(Directions for this task)
Return all lines below containing the word "SessionConfig".

╔══

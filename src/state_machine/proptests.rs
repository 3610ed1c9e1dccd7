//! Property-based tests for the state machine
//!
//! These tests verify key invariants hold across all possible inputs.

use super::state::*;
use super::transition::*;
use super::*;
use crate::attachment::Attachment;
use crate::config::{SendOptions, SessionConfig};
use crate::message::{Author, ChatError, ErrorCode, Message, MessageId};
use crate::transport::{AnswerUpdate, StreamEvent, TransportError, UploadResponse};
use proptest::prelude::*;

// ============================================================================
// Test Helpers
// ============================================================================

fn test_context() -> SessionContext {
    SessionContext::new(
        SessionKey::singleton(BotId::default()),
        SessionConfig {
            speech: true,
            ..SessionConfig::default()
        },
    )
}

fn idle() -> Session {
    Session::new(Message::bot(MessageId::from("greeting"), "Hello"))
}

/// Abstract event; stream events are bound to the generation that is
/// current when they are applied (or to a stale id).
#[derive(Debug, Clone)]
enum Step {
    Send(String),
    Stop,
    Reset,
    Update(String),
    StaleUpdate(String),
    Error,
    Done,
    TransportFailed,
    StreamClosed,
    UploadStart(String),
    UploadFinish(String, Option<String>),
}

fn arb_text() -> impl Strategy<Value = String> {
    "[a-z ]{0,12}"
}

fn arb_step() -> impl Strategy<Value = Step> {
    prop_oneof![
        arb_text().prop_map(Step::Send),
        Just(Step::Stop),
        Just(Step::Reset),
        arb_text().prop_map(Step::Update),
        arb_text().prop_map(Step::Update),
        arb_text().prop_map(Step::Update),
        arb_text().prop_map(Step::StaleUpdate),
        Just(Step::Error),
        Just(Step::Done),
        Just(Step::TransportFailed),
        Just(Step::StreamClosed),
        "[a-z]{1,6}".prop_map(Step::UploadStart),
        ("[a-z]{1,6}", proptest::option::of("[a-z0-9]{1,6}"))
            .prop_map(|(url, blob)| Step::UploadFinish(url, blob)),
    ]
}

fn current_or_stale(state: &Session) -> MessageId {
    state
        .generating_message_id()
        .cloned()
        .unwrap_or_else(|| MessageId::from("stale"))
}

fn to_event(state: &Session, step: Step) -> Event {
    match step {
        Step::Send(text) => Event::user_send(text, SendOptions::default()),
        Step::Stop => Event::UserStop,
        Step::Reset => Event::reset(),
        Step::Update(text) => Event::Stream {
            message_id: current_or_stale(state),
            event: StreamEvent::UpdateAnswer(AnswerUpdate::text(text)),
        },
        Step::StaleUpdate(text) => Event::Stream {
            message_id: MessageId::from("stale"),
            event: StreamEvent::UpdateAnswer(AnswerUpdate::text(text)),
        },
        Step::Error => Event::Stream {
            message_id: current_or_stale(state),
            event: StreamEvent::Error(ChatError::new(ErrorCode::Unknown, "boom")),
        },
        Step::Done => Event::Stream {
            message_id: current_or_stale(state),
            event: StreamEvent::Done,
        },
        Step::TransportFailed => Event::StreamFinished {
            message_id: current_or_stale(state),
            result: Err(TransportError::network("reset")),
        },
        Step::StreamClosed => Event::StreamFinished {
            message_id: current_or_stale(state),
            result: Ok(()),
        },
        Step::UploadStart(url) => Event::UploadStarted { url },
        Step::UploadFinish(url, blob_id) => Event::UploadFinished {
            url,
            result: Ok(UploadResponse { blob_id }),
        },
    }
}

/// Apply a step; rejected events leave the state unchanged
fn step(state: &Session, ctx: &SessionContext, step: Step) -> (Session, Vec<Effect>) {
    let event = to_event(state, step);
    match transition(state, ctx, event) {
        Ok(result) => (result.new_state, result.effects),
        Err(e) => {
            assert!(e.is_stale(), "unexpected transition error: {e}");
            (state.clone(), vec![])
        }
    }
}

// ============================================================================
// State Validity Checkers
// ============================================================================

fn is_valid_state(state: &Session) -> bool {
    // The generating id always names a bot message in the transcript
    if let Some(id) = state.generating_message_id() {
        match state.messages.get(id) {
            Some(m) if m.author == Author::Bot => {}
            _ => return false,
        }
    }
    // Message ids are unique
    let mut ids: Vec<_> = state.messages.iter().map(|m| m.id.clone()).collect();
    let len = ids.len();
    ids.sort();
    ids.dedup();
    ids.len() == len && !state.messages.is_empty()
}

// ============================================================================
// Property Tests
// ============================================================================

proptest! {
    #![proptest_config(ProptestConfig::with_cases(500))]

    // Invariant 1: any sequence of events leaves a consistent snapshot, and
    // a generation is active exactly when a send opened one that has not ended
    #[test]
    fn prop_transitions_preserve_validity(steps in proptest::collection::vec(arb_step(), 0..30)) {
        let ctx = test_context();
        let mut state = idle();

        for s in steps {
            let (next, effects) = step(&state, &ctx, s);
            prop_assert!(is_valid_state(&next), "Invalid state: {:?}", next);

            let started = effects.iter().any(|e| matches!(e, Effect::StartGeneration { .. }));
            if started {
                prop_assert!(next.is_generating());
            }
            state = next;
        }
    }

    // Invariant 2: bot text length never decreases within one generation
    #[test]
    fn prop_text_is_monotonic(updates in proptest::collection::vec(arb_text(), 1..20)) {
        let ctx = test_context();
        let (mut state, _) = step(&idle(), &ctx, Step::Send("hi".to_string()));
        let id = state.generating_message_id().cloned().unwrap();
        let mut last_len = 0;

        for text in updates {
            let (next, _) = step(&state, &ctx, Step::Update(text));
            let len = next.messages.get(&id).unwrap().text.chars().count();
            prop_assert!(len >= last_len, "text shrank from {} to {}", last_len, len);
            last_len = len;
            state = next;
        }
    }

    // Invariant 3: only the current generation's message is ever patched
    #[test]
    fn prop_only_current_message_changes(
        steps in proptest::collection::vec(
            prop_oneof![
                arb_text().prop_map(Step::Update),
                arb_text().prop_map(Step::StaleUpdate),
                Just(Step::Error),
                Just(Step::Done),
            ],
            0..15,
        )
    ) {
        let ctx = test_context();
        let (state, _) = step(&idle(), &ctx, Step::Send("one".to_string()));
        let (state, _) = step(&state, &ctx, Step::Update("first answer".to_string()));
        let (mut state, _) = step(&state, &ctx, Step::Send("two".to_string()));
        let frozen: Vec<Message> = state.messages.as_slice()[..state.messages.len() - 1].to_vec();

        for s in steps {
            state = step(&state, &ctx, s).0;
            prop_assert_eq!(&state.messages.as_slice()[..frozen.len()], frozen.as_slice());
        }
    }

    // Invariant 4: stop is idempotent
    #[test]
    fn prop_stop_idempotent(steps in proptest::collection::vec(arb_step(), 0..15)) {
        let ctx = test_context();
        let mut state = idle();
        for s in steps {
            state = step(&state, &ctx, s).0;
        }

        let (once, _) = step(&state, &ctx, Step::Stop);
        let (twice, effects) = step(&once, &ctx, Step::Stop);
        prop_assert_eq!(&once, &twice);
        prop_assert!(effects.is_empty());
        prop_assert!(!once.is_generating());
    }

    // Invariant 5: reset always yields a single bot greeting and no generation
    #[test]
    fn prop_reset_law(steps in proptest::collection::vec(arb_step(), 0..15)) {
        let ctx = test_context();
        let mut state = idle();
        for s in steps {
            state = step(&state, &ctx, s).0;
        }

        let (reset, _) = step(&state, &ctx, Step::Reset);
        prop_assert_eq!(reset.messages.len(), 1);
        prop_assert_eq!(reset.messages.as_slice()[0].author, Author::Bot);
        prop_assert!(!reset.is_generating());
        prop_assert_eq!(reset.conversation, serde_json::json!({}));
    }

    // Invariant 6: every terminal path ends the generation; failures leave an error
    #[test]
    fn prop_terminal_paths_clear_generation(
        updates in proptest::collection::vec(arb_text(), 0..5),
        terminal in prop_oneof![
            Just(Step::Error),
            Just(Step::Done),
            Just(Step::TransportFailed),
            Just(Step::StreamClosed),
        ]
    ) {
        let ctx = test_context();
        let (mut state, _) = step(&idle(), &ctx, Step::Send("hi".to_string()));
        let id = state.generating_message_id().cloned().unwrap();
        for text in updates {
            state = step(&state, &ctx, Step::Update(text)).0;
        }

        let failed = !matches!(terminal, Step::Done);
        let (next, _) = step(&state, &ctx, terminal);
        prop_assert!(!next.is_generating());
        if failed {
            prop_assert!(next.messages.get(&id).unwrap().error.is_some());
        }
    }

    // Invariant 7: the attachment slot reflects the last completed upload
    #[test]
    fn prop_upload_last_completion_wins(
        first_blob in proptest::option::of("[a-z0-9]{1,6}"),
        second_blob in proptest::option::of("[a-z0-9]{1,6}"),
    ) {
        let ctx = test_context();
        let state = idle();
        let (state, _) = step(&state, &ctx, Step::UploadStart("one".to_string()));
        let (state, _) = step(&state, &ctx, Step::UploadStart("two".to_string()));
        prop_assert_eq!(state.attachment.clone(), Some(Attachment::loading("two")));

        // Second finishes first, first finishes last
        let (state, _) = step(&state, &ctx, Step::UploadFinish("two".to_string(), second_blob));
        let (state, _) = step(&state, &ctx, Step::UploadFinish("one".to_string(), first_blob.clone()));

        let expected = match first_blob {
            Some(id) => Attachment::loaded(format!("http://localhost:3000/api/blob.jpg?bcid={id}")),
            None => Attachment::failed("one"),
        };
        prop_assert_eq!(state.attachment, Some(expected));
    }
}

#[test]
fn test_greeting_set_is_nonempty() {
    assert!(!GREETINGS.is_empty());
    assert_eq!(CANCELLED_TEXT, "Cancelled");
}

╚══

(Your solution)
use crate::config::{SendOptions, SessionConfig};
        SessionConfig {
            ..SessionConfig::default()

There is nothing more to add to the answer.